Monitor Cloud Resources - VishalPatangay/My-devops-repo GitHub Wiki

https://docs.microsoft.com/en-us/learn/modules/cmu-monitor-cloud-resources/

Reliability and availability are the product of careful design, and they must be ensured by constant monitoring that alerts administrators when problems occur (or preferably before they occur). Monitoring is as important in mission-critical solutions deployed to the cloud as the solutions themselves. Without it, you don't know whether a solution is serving its users' needs.

Monitoring can trigger actions such as increasing the number of virtual machines to handle increased workloads or notifying an administrator of a condition that warrants attention. Because it's not reasonable to expect human operators to monitor systems 24x7, monitoring is automated through software. That software can come from third parties, or it can come from the cloud platform itself.
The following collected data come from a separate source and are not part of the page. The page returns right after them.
//! Game room management.

use deal_core::{GameAction, GameEvent, GameSnapshot, GameState, PlayerId};
use std::collections::HashMap;
use thiserror::Error;
use uuid::Uuid;

use crate::protocol::{PlayerInfo, RoomInfo, RoomStatus};

#[derive(Debug, Error)]
pub enum RoomError {
    #[error("Room is full")]
    RoomFull,

    #[error("Player not in room")]
    PlayerNotInRoom,

    #[error("Not the host")]
    NotHost,

    #[error("Game already started")]
    GameAlreadyStarted,

    #[error("Not enough players")]
    NotEnoughPlayers,

    #[error("Game not started")]
    GameNotStarted,

    #[error("Invalid action: {0}")]
    InvalidAction(String),
}

/// A player in a game room.
#[derive(Debug, Clone)]
pub struct RoomPlayer {
    pub id: Uuid,
    pub name: String,
    pub connected: bool,
    /// Seat in the game (0-4), assigned when the game starts
    pub seat: Option<PlayerId>,
}

impl RoomPlayer {
    pub fn new(id: Uuid, name: String) -> Self {
        Self {
            id,
            name,
            connected: true,
            seat: None,
        }
    }

    pub fn to_info(&self) -> PlayerInfo {
        PlayerInfo {
            id: self.id,
            name: self.name.clone(),
            connected: self.connected,
        }
    }
}

/// A game room that can hold multiple players.
pub struct GameRoom {
    pub id: Uuid,
    pub name: String,
    pub max_players: u8,
    pub host_id: Uuid,
    pub status: RoomStatus,
    pub players: HashMap<Uuid, RoomPlayer>,
    /// Join order; seat assignment maps names back to joiners at start
    pub player_order: Vec<Uuid>,
    /// The game state (once started)
    pub game: Option<GameState>,
}

impl GameRoom {
    pub fn new(id: Uuid, host_id: Uuid, host_name: String, max_players: u8) -> Self {
        let mut players = HashMap::new();
        players.insert(host_id, RoomPlayer::new(host_id, host_name.clone()));

        Self {
            id,
            name: format!("{}'s Game", host_name),
            max_players: max_players.clamp(2, 5),
            host_id,
            status: RoomStatus::Waiting,
            players,
            player_order: vec![host_id],
            game: None,
        }
    }

    pub fn player_count(&self) -> usize {
        self.players.len()
    }

    pub fn is_full(&self) -> bool {
        self.players.len() >= self.max_players as usize
    }

    pub fn add_player(&mut self, player_id: Uuid, name: String) -> Result<(), RoomError> {
        if self.status != RoomStatus::Waiting {
            return Err(RoomError::GameAlreadyStarted);
        }
        if self.is_full() {
            return Err(RoomError::RoomFull);
        }

        self.players.insert(player_id, RoomPlayer::new(player_id, name));
        self.player_order.push(player_id);
        Ok(())
    }

    pub fn remove_player(&mut self, player_id: Uuid) -> Result<bool, RoomError> {
        if !self.players.contains_key(&player_id) {
            return Err(RoomError::PlayerNotInRoom);
        }

        self.players.remove(&player_id);
        self.player_order.retain(|&id| id != player_id);

        // If host left, assign new host
        if player_id == self.host_id && !self.player_order.is_empty() {
            self.host_id = self.player_order[0];
        }

        // Return true if room is now empty
        Ok(self.players.is_empty())
    }

    pub fn set_player_connected(&mut self, player_id: Uuid, connected: bool) {
        if let Some(player) = self.players.get_mut(&player_id) {
            player.connected = connected;
        }
    }

    pub fn start_game(&mut self, requester_id: Uuid) -> Result<(), RoomError> {
        if requester_id != self.host_id {
            return Err(RoomError::NotHost);
        }
        if self.status != RoomStatus::Waiting {
            return Err(RoomError::GameAlreadyStarted);
        }
        if self.players.len() < 2 {
            return Err(RoomError::NotEnoughPlayers);
        }

        let player_names: Vec<String> = self
            .player_order
            .iter()
            .filter_map(|id| self.players.get(id).map(|p| p.name.clone()))
            .collect();

        // The engine shuffles seating; map seats back to room players by
        // name (join names are not required to be unique, so take each
        // match once).
        let game = GameState::new(player_names);
        let mut claimed: Vec<PlayerId> = Vec::new();
        for &player_id in &self.player_order {
            let room_player = self.players.get_mut(&player_id).expect("in order list");
            let seat = game
                .players
                .iter()
                .find(|p| p.name == room_player.name && !claimed.contains(&p.id))
                .map(|p| p.id)
                .expect("every joiner has a seat");
            claimed.push(seat);
            room_player.seat = Some(seat);
        }

        self.game = Some(game);
        self.status = RoomStatus::InGame;

        Ok(())
    }

    /// Apply a game action on behalf of a room player.
    ///
    /// No turn pre-check here: charge payments, deal responses, and blocks
    /// are legal off-turn. The engine decides what the seat may do.
    pub fn apply_action(
        &mut self,
        player_id: Uuid,
        action: GameAction,
    ) -> Result<Vec<GameEvent>, RoomError> {
        let seat = self
            .players
            .get(&player_id)
            .ok_or(RoomError::PlayerNotInRoom)?
            .seat
            .ok_or(RoomError::GameNotStarted)?;
        let game = self.game.as_mut().ok_or(RoomError::GameNotStarted)?;

        let events = game
            .apply_action(seat, action)
            .map_err(|e| RoomError::InvalidAction(e.to_string()))?;

        if game.is_finished() {
            self.status = RoomStatus::Finished;
        } else if self.status == RoomStatus::Finished {
            // A restart brings a finished room back into play.
            self.status = RoomStatus::InGame;
        }

        Ok(events)
    }

    /// This room player's redacted view of the game.
    pub fn snapshot_for(&self, player_id: Uuid) -> Option<GameSnapshot> {
        let seat = self.players.get(&player_id)?.seat?;
        let game = self.game.as_ref()?;
        Some(GameSnapshot::for_player(game, seat))
    }

    pub fn get_active_player(&self) -> Option<usize> {
        self.game.as_ref().map(|g| g.active_player as usize)
    }

    pub fn get_winner(&self) -> Option<(usize, String)> {
        let game = self.game.as_ref()?;
        let seat = game.winner?;
        let name = game.get_player(seat)?.name.clone();
        Some((seat as usize, name))
    }

    pub fn to_info(&self) -> RoomInfo {
        RoomInfo {
            id: self.id,
            name: self.name.clone(),
            players: self
                .player_order
                .iter()
                .filter_map(|id| self.players.get(id).map(|p| p.to_info()))
                .collect(),
            max_players: self.max_players,
            host_id: self.host_id,
            status: self.status,
        }
    }
}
Learning objectives Explain the main argument in favor of continual and consistent monitoring and oversight in cloud-based IT systems Describe the three types of quantitative measurements that play a role in monitoring Understand the mechanics of monitoring platforms that utilize agents to collect and report back information Understand the mechanics of monitoring platforms that rely upon pre-existing sources of information such as service logs to analyze performance Understand the metrics that are the most beneficial to monitoring Learn how measurements are used to judge performance levels Describe the justification for problem ticketing Describe what KPIs are and how they differ from metrics Discuss the concept of “everyday remediation”
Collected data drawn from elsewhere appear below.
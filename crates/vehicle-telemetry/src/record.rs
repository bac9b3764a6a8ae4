//! Core telemetry record types.
//!
//! [`TelemetryRecord`] is a validated sample as produced by the generator.
//! [`RawRecord`] is a row as read back from disk, where any cell may be
//! missing or unparseable; validating it yields a `TelemetryRecord` or a
//! [`Error::MalformedRecord`] describing the first problem found.

use chrono::{DateTime, SecondsFormat, Utc};
use csv::StringRecord;
use serde::{Deserialize, Serialize};

use crate::dataset::schema;
use crate::error::{Error, Result};
use crate::vehicle::VehicleProfile;

/// One timestamped sample of vehicle sensor readings.
#[derive(Debug, Clone, Copy, PartialEq, Serialize, Deserialize)]
pub struct TelemetryRecord {
    /// When the sample was taken.
    pub timestamp: DateTime<Utc>,
    /// Vehicle speed in km/h.
    pub speed_kmh: f64,
    /// Engine speed; zero when the engine is off.
    pub rpm: f64,
    /// Throttle position, percent.
    pub throttle_pct: f64,
    /// Engine load, percent.
    pub engine_load_pct: f64,
    /// Fuel consumed during the interval ending at this sample, liters.
    pub fuel_used_l: f64,
}

impl TelemetryRecord {
    /// Format the record as CSV cells in [`schema::COLUMNS`] order.
    #[must_use]
    pub fn to_csv_row(&self) -> [String; 6] {
        [
            self.timestamp.to_rfc3339_opts(SecondsFormat::Secs, true),
            format!("{:.1}", self.speed_kmh),
            format!("{:.0}", self.rpm),
            format!("{:.1}", self.throttle_pct),
            format!("{:.1}", self.engine_load_pct),
            format!("{:.6}", self.fuel_used_l),
        ]
    }

    /// Check every reading against its declared bound.
    ///
    /// A running engine turns at least `idle_rpm`; an engine at 0 rpm is off,
    /// so the vehicle is stationary and burns no fuel.
    ///
    /// # Errors
    ///
    /// Returns a description of the first reading out of bounds.
    pub fn check_bounds(&self, vehicle: &VehicleProfile) -> std::result::Result<(), String> {
        let bounds = [
            (schema::SPEED_KMH, self.speed_kmh, vehicle.max_speed_kmh),
            (schema::RPM, self.rpm, vehicle.max_rpm),
            (schema::THROTTLE_PCT, self.throttle_pct, 100.0),
            (schema::ENGINE_LOAD_PCT, self.engine_load_pct, 100.0),
            (schema::FUEL_USED_L, self.fuel_used_l, f64::MAX),
        ];
        for (column, value, max) in bounds {
            if !value.is_finite() || value < 0.0 || value > max {
                return Err(if max == f64::MAX {
                    format!("{column} {value} must be a non-negative number")
                } else {
                    format!("{column} {value} outside [0, {max}]")
                });
            }
        }

        if self.engine_running() {
            if self.rpm < vehicle.idle_rpm {
                return Err(format!(
                    "{} {} below idle_rpm {} with the engine running",
                    schema::RPM,
                    self.rpm,
                    vehicle.idle_rpm
                ));
            }
        } else if self.speed_kmh > 0.0 || self.fuel_used_l > 0.0 {
            return Err(format!(
                "{} 0 (engine off) with {} {} and {} {}",
                schema::RPM,
                schema::SPEED_KMH,
                self.speed_kmh,
                schema::FUEL_USED_L,
                self.fuel_used_l
            ));
        }
        Ok(())
    }

    /// Whether the engine was running at this sample.
    #[must_use]
    pub fn engine_running(&self) -> bool {
        self.rpm > 0.0
    }
}

/// A dataset row before validation.
#[derive(Debug, Clone, PartialEq, Default)]
pub struct RawRecord {
    /// 1-based data line (the header is line 0).
    pub line: u64,
    /// Parsed timestamp, if present and valid RFC 3339.
    pub timestamp: Option<DateTime<Utc>>,
    /// Parsed speed.
    pub speed_kmh: Option<f64>,
    /// Parsed engine speed.
    pub rpm: Option<f64>,
    /// Parsed throttle position.
    pub throttle_pct: Option<f64>,
    /// Parsed engine load.
    pub engine_load_pct: Option<f64>,
    /// Parsed fuel consumption.
    pub fuel_used_l: Option<f64>,
}

impl RawRecord {
    /// Parse a CSV row. Missing or unparseable cells become `None`.
    #[must_use]
    pub fn from_csv(line: u64, row: &StringRecord) -> Self {
        let number = |index: usize| {
            row.get(index)
                .map(str::trim)
                .filter(|cell| !cell.is_empty())
                .and_then(|cell| cell.parse::<f64>().ok())
        };
        let timestamp = row
            .get(0)
            .map(str::trim)
            .and_then(|cell| DateTime::parse_from_rfc3339(cell).ok())
            .map(|ts| ts.with_timezone(&Utc));

        Self {
            line,
            timestamp,
            speed_kmh: number(1),
            rpm: number(2),
            throttle_pct: number(3),
            engine_load_pct: number(4),
            fuel_used_l: number(5),
        }
    }

    /// Wrap an already built record, e.g. for in-memory datasets.
    #[must_use]
    pub fn from_record(line: u64, record: &TelemetryRecord) -> Self {
        Self {
            line,
            timestamp: Some(record.timestamp),
            speed_kmh: Some(record.speed_kmh),
            rpm: Some(record.rpm),
            throttle_pct: Some(record.throttle_pct),
            engine_load_pct: Some(record.engine_load_pct),
            fuel_used_l: Some(record.fuel_used_l),
        }
    }

    /// Validate presence and bounds of every field.
    ///
    /// # Errors
    ///
    /// Returns [`Error::MalformedRecord`] naming the first missing or
    /// out-of-bound column.
    pub fn validate(&self, vehicle: &VehicleProfile) -> Result<TelemetryRecord> {
        let missing =
            |column: &str| Error::malformed(self.line, format!("missing or invalid {column}"));

        let record = TelemetryRecord {
            timestamp: self.timestamp.ok_or_else(|| missing(schema::TIMESTAMP))?,
            speed_kmh: self.speed_kmh.ok_or_else(|| missing(schema::SPEED_KMH))?,
            rpm: self.rpm.ok_or_else(|| missing(schema::RPM))?,
            throttle_pct: self.throttle_pct.ok_or_else(|| missing(schema::THROTTLE_PCT))?,
            engine_load_pct: self
                .engine_load_pct
                .ok_or_else(|| missing(schema::ENGINE_LOAD_PCT))?,
            fuel_used_l: self.fuel_used_l.ok_or_else(|| missing(schema::FUEL_USED_L))?,
        };

        record
            .check_bounds(vehicle)
            .map_err(|reason| Error::malformed(self.line, reason))?;
        Ok(record)
    }
}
Monitoring is very important is assessing the application status, instrumentation which helps in monitoring the software is in 3 forms:

  1. Logs: Are permanent immutable set of record of events stored. An event could be Change of status of a component from busy to available Completion of a task An error in the system

Log Monitoring system should be capable of providing the below information: Correlation - Joining relevant recorded events together into a single view so that managers are not forced to scan raw data for potentially pertinent information

Normalization - Reducing the volume of recorded data in the database, as well as in administrators' views of the database, into more manageable volumes

Reporting - Presenting a graphical, informational view of events that is intelligible to someone working outside the realm of day-to-day IT operations

  1. Metrics: Values that represent health, stability and availability of the system

  2. Traces: are the paths of execution of a program.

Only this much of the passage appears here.